Task requirements.
Filter the data for lines with the word "LoginFailed" and copy those lines.

Records from a dataset:
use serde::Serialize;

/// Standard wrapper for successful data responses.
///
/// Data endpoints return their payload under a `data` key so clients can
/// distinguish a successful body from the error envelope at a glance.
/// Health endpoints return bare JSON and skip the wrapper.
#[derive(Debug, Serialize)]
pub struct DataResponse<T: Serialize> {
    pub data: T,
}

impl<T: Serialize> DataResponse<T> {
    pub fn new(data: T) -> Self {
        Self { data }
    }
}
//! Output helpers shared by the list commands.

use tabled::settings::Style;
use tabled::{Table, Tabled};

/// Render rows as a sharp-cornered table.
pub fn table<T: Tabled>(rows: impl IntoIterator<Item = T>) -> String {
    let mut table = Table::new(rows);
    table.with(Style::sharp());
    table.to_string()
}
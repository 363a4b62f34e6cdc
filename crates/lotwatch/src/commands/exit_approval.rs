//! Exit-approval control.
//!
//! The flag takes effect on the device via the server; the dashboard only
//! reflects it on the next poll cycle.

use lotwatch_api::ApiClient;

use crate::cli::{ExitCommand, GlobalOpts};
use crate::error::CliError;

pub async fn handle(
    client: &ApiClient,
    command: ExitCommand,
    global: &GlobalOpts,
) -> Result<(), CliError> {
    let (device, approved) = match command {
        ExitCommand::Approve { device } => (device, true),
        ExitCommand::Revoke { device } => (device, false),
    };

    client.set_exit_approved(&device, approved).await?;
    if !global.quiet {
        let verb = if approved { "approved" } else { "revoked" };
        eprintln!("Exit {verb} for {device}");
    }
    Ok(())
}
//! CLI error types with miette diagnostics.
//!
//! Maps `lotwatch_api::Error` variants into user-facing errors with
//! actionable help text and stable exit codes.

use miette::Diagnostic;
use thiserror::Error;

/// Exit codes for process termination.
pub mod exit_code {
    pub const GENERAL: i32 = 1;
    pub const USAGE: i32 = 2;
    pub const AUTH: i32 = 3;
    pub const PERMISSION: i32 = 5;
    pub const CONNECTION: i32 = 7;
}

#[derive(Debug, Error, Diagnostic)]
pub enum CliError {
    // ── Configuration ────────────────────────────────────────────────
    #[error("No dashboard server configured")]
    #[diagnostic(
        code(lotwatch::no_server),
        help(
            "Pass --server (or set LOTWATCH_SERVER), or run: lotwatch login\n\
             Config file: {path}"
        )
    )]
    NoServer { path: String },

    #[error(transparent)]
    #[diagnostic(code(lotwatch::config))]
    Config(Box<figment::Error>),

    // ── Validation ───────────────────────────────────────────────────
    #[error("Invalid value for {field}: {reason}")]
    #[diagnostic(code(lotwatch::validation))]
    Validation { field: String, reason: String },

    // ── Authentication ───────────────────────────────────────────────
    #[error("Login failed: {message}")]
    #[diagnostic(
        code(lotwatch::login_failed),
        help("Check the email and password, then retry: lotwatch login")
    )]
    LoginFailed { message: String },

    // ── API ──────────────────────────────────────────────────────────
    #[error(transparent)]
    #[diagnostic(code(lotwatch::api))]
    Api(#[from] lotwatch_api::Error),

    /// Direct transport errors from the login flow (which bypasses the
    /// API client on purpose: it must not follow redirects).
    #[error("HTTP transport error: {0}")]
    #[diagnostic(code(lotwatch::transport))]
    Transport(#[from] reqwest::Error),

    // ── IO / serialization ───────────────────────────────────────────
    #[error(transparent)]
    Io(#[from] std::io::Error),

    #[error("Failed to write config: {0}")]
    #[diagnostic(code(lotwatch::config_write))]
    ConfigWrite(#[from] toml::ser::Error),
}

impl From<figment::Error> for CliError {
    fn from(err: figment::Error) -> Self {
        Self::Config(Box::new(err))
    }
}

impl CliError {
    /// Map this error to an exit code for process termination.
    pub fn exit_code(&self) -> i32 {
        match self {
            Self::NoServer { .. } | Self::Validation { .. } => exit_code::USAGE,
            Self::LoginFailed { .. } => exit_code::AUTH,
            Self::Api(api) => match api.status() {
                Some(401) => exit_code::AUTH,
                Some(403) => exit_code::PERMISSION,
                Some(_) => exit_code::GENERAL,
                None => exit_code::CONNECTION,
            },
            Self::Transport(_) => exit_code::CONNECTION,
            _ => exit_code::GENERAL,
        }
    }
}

Exercise response.
    LoginFailed { message: String },
            Self::LoginFailed { .. } => exit_code::AUTH,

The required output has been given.